Act #171: Stop with the guilt trips.
As if I'm not already guilt-ridden for making the decision six years ago to shove my 12-week old baby into the arms of total strangers. As if I don't already wake up at 4:45 a.m. every morning just to have some uninterrupted personal time that doesn't impact the daily routine of the rest of the family. Social media has been relentlessly unforgiving this week in helping to remind working mothers like me that we are indeed the sole cause of the decline of the moral fabric of society. That we are single-handedly responsible for everything ranging from overall unhappiness, to unfulfilled childhoods, to failed marriages.
Take this fine blog piece for example: http://dontmarrycareerwomen.wordpress.com/. The author's main point is this - don't marry a career woman because "research" shows that you you'll probably get divorced, she'll cheat, you won't have kids, and even if you do, she'll be unhappy. Your house will be dirty. If she makes more than you, you'll both be unhappy, and you'll fall ill. Doom followed by gloom.
Well, I've had it. But before I go off on my rant, let me first point out, that I respect whatever personal choices families make to balance child care and income needs. Some of my best friends are stay-at-home moms who are brilliant, intelligent, incredibly fulfilled, and work just as hard as I do for the well-beings of their families. I wish I could say that I knew some stay-at-home dads who also fit that profile.

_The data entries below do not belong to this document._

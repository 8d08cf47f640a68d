//! Detection pipeline controller.
//!
//! Reads frames in order, asks the oracle for each one, and folds the
//! resulting records into a `ResultDocument`. A single oracle failure aborts
//! the run; nothing is written in that case.

use crate::config::PipelineConfig;
use crate::document::{write_document, ResultDocument};
use crate::error::{PipelineError, Result};
use crate::ingest::{open_source, FrameSource};
use crate::oracle::{open_detection_oracle, DetectionOracle};
use crate::record::{build_frame_record, FrameRecord};
use crate::ui::FrameProgress;

#[derive(Clone, Copy, Debug, PartialEq, Eq)]
enum Phase {
    Init,
    Looping,
    EndOfStream,
    Finalizing,
}

pub struct DetectionPipeline<'a, O> {
    config: &'a PipelineConfig,
    oracle: O,
    progress: FrameProgress,
    phase: Phase,
}

impl<'a, O: DetectionOracle> DetectionPipeline<'a, O> {
    pub fn new(config: &'a PipelineConfig, oracle: O) -> Self {
        Self {
            config,
            oracle,
            progress: FrameProgress::logging("detect", config.progress_interval),
            phase: Phase::Init,
        }
    }

    pub fn with_progress(mut self, progress: FrameProgress) -> Self {
        self.progress = progress;
        self
    }

    fn enter(&mut self, phase: Phase) {
        log::debug!("detection pipeline: {:?} -> {:?}", self.phase, phase);
        self.phase = phase;
    }

    /// Consume `source` and return the assembled document.
    pub fn run<S: FrameSource>(&mut self, mut source: S) -> Result<ResultDocument> {
        self.phase = Phase::Init;
        let fps = source.fps();
        if !(fps.is_finite() && fps > 0.0) {
            return Err(PipelineError::configuration(format!(
                "frame rate must be positive, got {fps}"
            )));
        }
        let config = self.config;
        let detection = &config.detection;
        log::info!(
            "detecting {:?} with oracle {} (confidence >= {})",
            detection.classes,
            self.oracle.name(),
            detection.confidence_threshold
        );
        self.progress.start(source.frame_count_hint());

        self.enter(Phase::Looping);
        let mut records: Vec<FrameRecord> = Vec::new();
        let mut frame_number = 0u64;
        while let Some(frame) = source.next_frame().map_err(|e| {
            PipelineError::stream_io(format!("failed to read frame {frame_number}: {e:#}"))
        })? {
            let raw = self
                .oracle
                .detect(&frame, detection.confidence_threshold, &detection.class_ids)
                .map_err(|e| PipelineError::oracle(frame_number, e))?;
            records.push(build_frame_record(&raw, frame_number, fps));
            frame_number += 1;
            self.progress.advance();
        }

        self.enter(Phase::EndOfStream);
        drop(source);
        self.progress.finish();

        self.enter(Phase::Finalizing);
        Ok(ResultDocument::assemble(detection.classes.clone(), records))
    }

    /// Run and write the document to the configured output path.
    pub fn run_to_file<S: FrameSource>(&mut self, source: S) -> Result<ResultDocument> {
        let doc = self.run(source)?;
        write_document(&self.config.output_json, &doc)?;
        Ok(doc)
    }
}

/// Open the configured source and oracle, run detection and write the document.
pub fn run_detection(config: &PipelineConfig, progress: FrameProgress) -> Result<ResultDocument> {
    let source = open_source(&config.input)?;
    let oracle = open_detection_oracle(config)?;
    DetectionPipeline::new(config, oracle)
        .with_progress(progress)
        .run_to_file(source)
}
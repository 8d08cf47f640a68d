//! Canonical per-frame detection records.
//!
//! `build_frame_record` is the only producer of `FrameRecord`s. It is a pure
//! function of the oracle output, the frame index and the stream rate.

use serde::{Deserialize, Serialize};

use crate::classes;
use crate::oracle::RawDetection;

/// Axis-aligned pixel rectangle with `x1 <= x2` and `y1 <= y2`.
#[derive(Clone, Copy, Debug, PartialEq, Serialize, Deserialize)]
#[serde(into = "BoundingBoxRepr", try_from = "BoundingBoxRepr")]
pub struct BoundingBox {
    x1: f32,
    y1: f32,
    x2: f32,
    y2: f32,
}

impl BoundingBox {
    /// Corners may arrive in either order; they are normalised here.
    pub fn new(x1: f32, y1: f32, x2: f32, y2: f32) -> Self {
        Self {
            x1: x1.min(x2),
            y1: y1.min(y2),
            x2: x1.max(x2),
            y2: y1.max(y2),
        }
    }

    pub fn from_corners(corners: [f32; 4]) -> Self {
        Self::new(corners[0], corners[1], corners[2], corners[3])
    }

    pub fn x1(&self) -> f32 {
        self.x1
    }

    pub fn y1(&self) -> f32 {
        self.y1
    }

    pub fn x2(&self) -> f32 {
        self.x2
    }

    pub fn y2(&self) -> f32 {
        self.y2
    }

    pub fn width(&self) -> f32 {
        self.x2 - self.x1
    }

    pub fn height(&self) -> f32 {
        self.y2 - self.y1
    }
}

#[derive(Clone, Copy, Serialize, Deserialize)]
struct BoundingBoxRepr {
    x1: f32,
    y1: f32,
    x2: f32,
    y2: f32,
    width: f32,
    height: f32,
}

impl From<BoundingBox> for BoundingBoxRepr {
    fn from(bbox: BoundingBox) -> Self {
        Self {
            x1: bbox.x1,
            y1: bbox.y1,
            x2: bbox.x2,
            y2: bbox.y2,
            width: bbox.width(),
            height: bbox.height(),
        }
    }
}

// width/height are derived; the stored values are not trusted on read.
impl TryFrom<BoundingBoxRepr> for BoundingBox {
    type Error = String;

    fn try_from(repr: BoundingBoxRepr) -> Result<Self, Self::Error> {
        if repr.x1 > repr.x2 || repr.y1 > repr.y2 {
            return Err(format!(
                "bbox corners out of order: ({}, {}) -> ({}, {})",
                repr.x1, repr.y1, repr.x2, repr.y2
            ));
        }
        Ok(Self {
            x1: repr.x1,
            y1: repr.y1,
            x2: repr.x2,
            y2: repr.y2,
        })
    }
}

/// One observed object in one frame.
#[derive(Clone, Debug, PartialEq, Serialize, Deserialize)]
pub struct Detection {
    pub bbox: BoundingBox,
    pub confidence: f32,
    #[serde(rename = "class")]
    pub class_name: String,
    pub class_id: u32,
}

impl Detection {
    fn from_raw(raw: &RawDetection) -> Self {
        Self {
            bbox: BoundingBox::from_corners(raw.bbox),
            confidence: raw.confidence,
            class_name: classes::class_name(raw.class_id).into_owned(),
            class_id: raw.class_id,
        }
    }
}

/// All detections for one input frame. Present even when `detections` is empty.
#[derive(Clone, Debug, PartialEq, Serialize, Deserialize)]
pub struct FrameRecord {
    pub frame_number: u64,
    pub timestamp: f64,
    pub detections: Vec<Detection>,
}

/// Seconds from stream start for a 0-based frame index.
pub fn frame_timestamp(frame_number: u64, fps: f64) -> f64 {
    frame_number as f64 / fps
}

/// Normalise one frame of oracle output into a `FrameRecord`.
///
/// Emission order is preserved and nothing is dropped, rescored or merged.
pub fn build_frame_record(raw: &[RawDetection], frame_number: u64, fps: f64) -> FrameRecord {
    FrameRecord {
        frame_number,
        timestamp: frame_timestamp(frame_number, fps),
        detections: raw.iter().map(Detection::from_raw).collect(),
    }
}

#[cfg(test)]
mod tests {
    use super::*;

    fn raw(class_id: u32, confidence: f32, bbox: [f32; 4]) -> RawDetection {
        RawDetection {
            class_id,
            confidence,
            bbox,
        }
    }

    #[test]
    fn builds_record_with_derived_geometry() {
        let record = build_frame_record(&[raw(0, 0.91, [10.0, 20.0, 50.0, 100.0])], 4, 8.0);
        assert_eq!(record.frame_number, 4);
        assert_eq!(record.timestamp, 0.5);
        let det = &record.detections[0];
        assert_eq!(det.class_name, "person");
        assert_eq!(det.bbox.width(), 40.0);
        assert_eq!(det.bbox.height(), 80.0);
    }

    #[test]
    fn keeps_oracle_order_and_duplicates() {
        let boxes = [
            raw(2, 0.7, [0.0, 0.0, 5.0, 5.0]),
            raw(0, 0.6, [1.0, 1.0, 2.0, 2.0]),
            raw(2, 0.7, [0.0, 0.0, 5.0, 5.0]),
        ];
        let record = build_frame_record(&boxes, 0, 25.0);
        let names: Vec<_> = record
            .detections
            .iter()
            .map(|d| d.class_name.as_str())
            .collect();
        assert_eq!(names, ["car", "person", "car"]);
    }

    #[test]
    fn unmapped_class_gets_synthetic_name() {
        let record = build_frame_record(&[raw(99, 0.8, [0.0, 0.0, 1.0, 1.0])], 0, 30.0);
        assert_eq!(record.detections[0].class_name, "class_99");
        assert_eq!(record.detections[0].class_id, 99);
    }

    #[test]
    fn empty_frame_still_produces_record() {
        let record = build_frame_record(&[], 7, 10.0);
        assert!(record.detections.is_empty());
        assert!((record.timestamp - 0.7).abs() < 1e-12);
    }

    #[test]
    fn swapped_corners_are_normalised() {
        let bbox = BoundingBox::new(30.0, 40.0, 10.0, 5.0);
        assert_eq!((bbox.x1(), bbox.y1(), bbox.x2(), bbox.y2()), (10.0, 5.0, 30.0, 40.0));
    }

    #[test]
    fn detection_serialises_with_schema_keys() {
        let record = build_frame_record(&[raw(2, 0.5, [1.0, 2.0, 4.0, 8.0])], 0, 1.0);
        let value = serde_json::to_value(&record.detections[0]).unwrap();
        assert_eq!(value["class"], "car");
        assert_eq!(value["class_id"], 2);
        assert_eq!(value["bbox"]["width"], 3.0);
        assert_eq!(value["bbox"]["height"], 6.0);
    }

    #[test]
    fn out_of_order_corners_fail_to_parse() {
        let json = r#"{"x1": 5.0, "y1": 0.0, "x2": 1.0, "y2": 1.0, "width": -4.0, "height": 1.0}"#;
        assert!(serde_json::from_str::<BoundingBox>(json).is_err());
    }
}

Let me then tell you, that I personally would be a pathetic reason for a human being if I stayed home with my child full-time (like most working moms I know, I would however love to live in a society that supported more of a work-life balance.) While I'd relish in the chance to work less weekly hours, contributing my skillset to the world and contributing financially to my home, are the two main factors that make my family (and our overall quality of life) better. How so, you ask?
#1: Giving power back to my husband.
Ironically, I've given power back to my husband. I mean this with utmost seriousness. When I met this man, he did not know how to fry an egg. He had never changed a diaper in his life. He would rather donate a kidney than clean a toilet. He went from the arms of his mother to the arms of his first wife. Both who, with all good intentions, showed love by taking care of some of his most basic needs. Seven years later, my husband is empowered to do all those things and so much more. He is an equal and contributing partner in our family and you'd have to ask him, but I dare say he wouldn't have it any other way.

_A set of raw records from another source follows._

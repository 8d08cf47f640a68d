use indicatif::{ProgressBar, ProgressDrawTarget, ProgressStyle};
use std::time::{Duration, Instant};

#[derive(Clone, Copy, Debug, PartialEq, Eq)]
pub enum UiMode {
    Auto,
    Plain,
    Pretty,
}

#[derive(Clone, Debug)]
pub struct Ui {
    mode: UiMode,
    is_tty: bool,
    disable_pretty: bool,
}

impl Ui {
    pub fn new(mode: UiMode, is_tty: bool, disable_pretty: bool) -> Self {
        Self {
            mode,
            is_tty,
            disable_pretty,
        }
    }

    pub fn from_args(ui_flag: Option<&str>, is_tty: bool, disable_pretty: bool) -> Self {
        let mode = match ui_flag {
            Some("plain") => UiMode::Plain,
            Some("pretty") => UiMode::Pretty,
            _ => UiMode::Auto,
        };
        Self::new(mode, is_tty, disable_pretty)
    }

    fn use_pretty(&self) -> bool {
        self.is_tty
            && match self.mode {
                UiMode::Pretty => true,
                UiMode::Auto => !self.disable_pretty,
                UiMode::Plain => false,
            }
    }

    pub fn stage(&self, name: &str) -> StageGuard {
        if self.use_pretty() {
            let spinner = ProgressBar::new_spinner();
            spinner.set_draw_target(ProgressDrawTarget::stderr());
            spinner.enable_steady_tick(Duration::from_millis(120));
            let style = ProgressStyle::with_template("{spinner} {msg}")
                .unwrap_or_else(|_| ProgressStyle::default_spinner());
            spinner.set_style(style);
            spinner.set_message(format!("{name}…"));
            StageGuard::new(name.to_string(), Some(spinner))
        } else {
            eprintln!("==> {}", name);
            StageGuard::new(name.to_string(), None)
        }
    }

    /// Per-frame progress for a processing loop. Log lines are emitted every
    /// `interval` frames regardless of mode; the bar is only drawn when pretty.
    pub fn frame_progress(&self, label: &str, interval: u64) -> FrameProgress {
        let mut progress = FrameProgress::logging(label, interval);
        if self.use_pretty() {
            let bar = ProgressBar::hidden();
            bar.set_draw_target(ProgressDrawTarget::stderr());
            progress.bar = Some(bar);
        }
        progress
    }
}

pub struct StageGuard {
    name: String,
    start: Instant,
    spinner: Option<ProgressBar>,
}

impl StageGuard {
    fn new(name: String, spinner: Option<ProgressBar>) -> Self {
        Self {
            name,
            start: Instant::now(),
            spinner,
        }
    }
}

impl Drop for StageGuard {
    fn drop(&mut self) {
        let elapsed = self.start.elapsed();
        let message = format!("✔ {} ({})", self.name, format_duration(elapsed));
        if let Some(spinner) = &self.spinner {
            spinner.finish_with_message(message);
        } else {
            eprintln!("{message}");
        }
    }
}

/// Frame counter driving periodic progress logs and an optional bar.
pub struct FrameProgress {
    label: String,
    interval: u64,
    total: Option<u64>,
    done: u64,
    bar: Option<ProgressBar>,
}

impl FrameProgress {
    /// Log-only progress; `interval == 0` disables the log lines.
    pub fn logging(label: &str, interval: u64) -> Self {
        Self {
            label: label.to_string(),
            interval,
            total: None,
            done: 0,
            bar: None,
        }
    }

    pub fn start(&mut self, total: Option<u64>) {
        self.total = total;
        self.done = 0;
        if let Some(bar) = &self.bar {
            let style = match total {
                Some(len) => {
                    bar.set_length(len);
                    ProgressStyle::with_template("{bar:40} {pos}/{len} frames {msg}")
                }
                None => ProgressStyle::with_template("{spinner} {pos} frames {msg}"),
            };
            if let Ok(style) = style {
                bar.set_style(style);
            }
            bar.set_message(self.label.clone());
        }
    }

    pub fn advance(&mut self) {
        self.done += 1;
        if let Some(bar) = &self.bar {
            bar.set_position(self.done);
        }
        if self.interval > 0 && self.done % self.interval == 0 {
            match self.total {
                Some(total) => log::info!("{}: processed {}/{} frames", self.label, self.done, total),
                None => log::info!("{}: processed {} frames", self.label, self.done),
            }
        }
    }

    pub fn done(&self) -> u64 {
        self.done
    }

    pub fn finish(&mut self) {
        if let Some(bar) = self.bar.take() {
            bar.finish_and_clear();
        }
        log::info!("{}: {} frames", self.label, self.done);
    }
}

fn format_duration(duration: Duration) -> String {
    if duration.as_secs() >= 1 {
        format!("{:.2}s", duration.as_secs_f64())
    } else {
        format!("{}ms", duration.as_millis())
    }
}
use quickcheck::{Arbitrary, Gen};
use quickcheck_macros::quickcheck;

use roadwatch::{aggregate, build_frame_record, record::frame_timestamp, RawDetection};

const TRACKED: [&str; 2] = ["person", "car"];

#[derive(Clone, Debug)]
struct Frames(Vec<Vec<RawDetection>>);

impl Arbitrary for Frames {
    fn arbitrary(g: &mut Gen) -> Self {
        let len = usize::arbitrary(g) % 40;
        let frames = (0..len)
            .map(|_| {
                let n = usize::arbitrary(g) % 5;
                (0..n)
                    .map(|_| RawDetection {
                        class_id: *g.choose(&[0u32, 1, 2, 7]).unwrap_or(&0),
                        confidence: f32::from(u8::arbitrary(g)) / 255.0,
                        bbox: [0.0, 0.0, 10.0, 10.0],
                    })
                    .collect()
            })
            .collect();
        Frames(frames)
    }
}

#[quickcheck]
fn frame_numbers_are_contiguous_from_zero(frames: Frames, fps: u8) -> bool {
    let fps = f64::from(fps.max(1));
    frames
        .0
        .iter()
        .enumerate()
        .map(|(i, raw)| build_frame_record(raw, i as u64, fps))
        .enumerate()
        .all(|(i, rec)| rec.frame_number == i as u64 && rec.timestamp == i as f64 / fps)
}

#[quickcheck]
fn timestamps_increase_with_frame_number(n: u32, fps: u8) -> bool {
    let fps = f64::from(fps.max(1));
    let n = u64::from(n);
    frame_timestamp(n + 1, fps) > frame_timestamp(n, fps)
}

#[quickcheck]
fn statistics_fold_matches_records(frames: Frames) -> bool {
    let records: Vec<_> = frames
        .0
        .iter()
        .enumerate()
        .map(|(i, raw)| build_frame_record(raw, i as u64, 30.0))
        .collect();
    let stats = aggregate(&records, &TRACKED[..]);

    let mut ok = stats.total_frames == records.len() as u64;
    for name in TRACKED {
        let detections: usize = records
            .iter()
            .map(|r| r.detections.iter().filter(|d| d.class_name == name).count())
            .sum();
        let frames_with = records
            .iter()
            .filter(|r| r.detections.iter().any(|d| d.class_name == name))
            .count();
        ok &= stats.detections_of(name) == detections as u64;
        ok &= stats.frames_with(name) == frames_with as u64;
        ok &= stats.frames_with(name) <= stats.total_frames;
        ok &= stats.frames_with(name) <= stats.detections_of(name);
    }
    ok
}
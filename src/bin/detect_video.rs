//! detect_video - run the detection pipeline over a recorded video and write
//! the per-frame detections and statistics as JSON.

use anyhow::Result;
use clap::Parser;
use roadwatch::ui::Ui;
use roadwatch::{run_detection, ConfigOverrides, PipelineConfig};
use std::io::IsTerminal;
use std::path::PathBuf;

#[derive(Parser, Debug)]
#[command(author, version, about)]
struct Args {
    /// Pipeline config file (JSON, or TOML by extension).
    #[arg(long, env = "ROADWATCH_CONFIG")]
    config: Option<PathBuf>,
    /// Input video path or stub:// locator.
    #[arg(long)]
    input: Option<String>,
    /// Output path for the result document.
    #[arg(long)]
    output: Option<PathBuf>,
    /// Model artifact (.onnx, or .json recording).
    #[arg(long)]
    model: Option<PathBuf>,
    /// Minimum detection confidence (inclusive).
    #[arg(long)]
    conf: Option<f32>,
    /// UI mode for stderr progress (auto|plain|pretty)
    #[arg(long, default_value = "auto", value_name = "MODE")]
    ui: String,
}

fn main() -> Result<()> {
    env_logger::Builder::from_env(env_logger::Env::default().default_filter_or("info")).init();
    let args = Args::parse();
    let is_tty = std::io::stderr().is_terminal();
    let stdout_is_tty = std::io::stdout().is_terminal();
    let ui = Ui::from_args(Some(&args.ui), is_tty, !stdout_is_tty);

    let config = {
        let _stage = ui.stage("Load config");
        PipelineConfig::load(
            args.config.as_deref(),
            ConfigOverrides {
                input: args.input,
                output_json: args.output,
                model: args.model,
                confidence_threshold: args.conf,
                ..ConfigOverrides::default()
            },
        )?
    };

    let doc = {
        let _stage = ui.stage("Detect objects");
        run_detection(
            &config,
            ui.frame_progress("detect", config.progress_interval),
        )?
    };

    println!("Results saved to {}", config.output_json.display());
    println!("Total frames: {}", doc.statistics.total_frames);
    for tally in &doc.statistics.classes {
        println!(
            "{}: {} detections in {} frames",
            tally.class_name, tally.detections, tally.frames_with
        );
    }
    Ok(())
}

#2: A deterrent for infidelity and divorce.
Talk about cheating and divorce. I'll tell you what would make me cheat! If I spent every second of the day tending to the needs of everyone else around me, and my bread-winning husband came back home each night with that expectation. Can't think of a quicker way to throw me into the arms of a high school boyfriend that I reconnected with on Facebook, when my kids were down for a nap. And as for divorce? As a working mom, I literally don't have time to even ponder divorce as a viable option for conflict resolution. Yes, the scheduling can be stressful at times, but not as much as having to split up property or work out shared custody of your child, people.
#3: Model civic responsibility for my kid.
I get to show my kid day in and day out, that I can change the world...and someday, he can too. I work as the director of a rape crisis center, or in a 5-year old's mind, My mommy helps to end violence. There's nothing more powerful than teaching by doing, and leaving no question in my child's mind, that making the world a better place is not only a possibility, but a responsibility.
#4: The money sure doesn't hurt.
Who are we kidding folks, it takes a double income (at least) to manage these things: Lego camp, prescription meds for your aging parents, the occasional memory-making family vacation, health insurance for a family of three, and the remote prospect of a sufficient college fund 12 years from now. I won't lie, it takes every ounce of the double income to do these things - and this is already after mom has given up designer shoes and all unrealistic notions of annual exotic romantic get-aways.
#5: You're welcome, future daughter-in-law.
If my son grows up straight, and if he chooses to marry, he will have no preconceived notions about the limitations of a woman....or of himself. And maybe, just maybe, 15 years from now if and when he gets married, the point of this blog will sound completely and utterly absurd to him.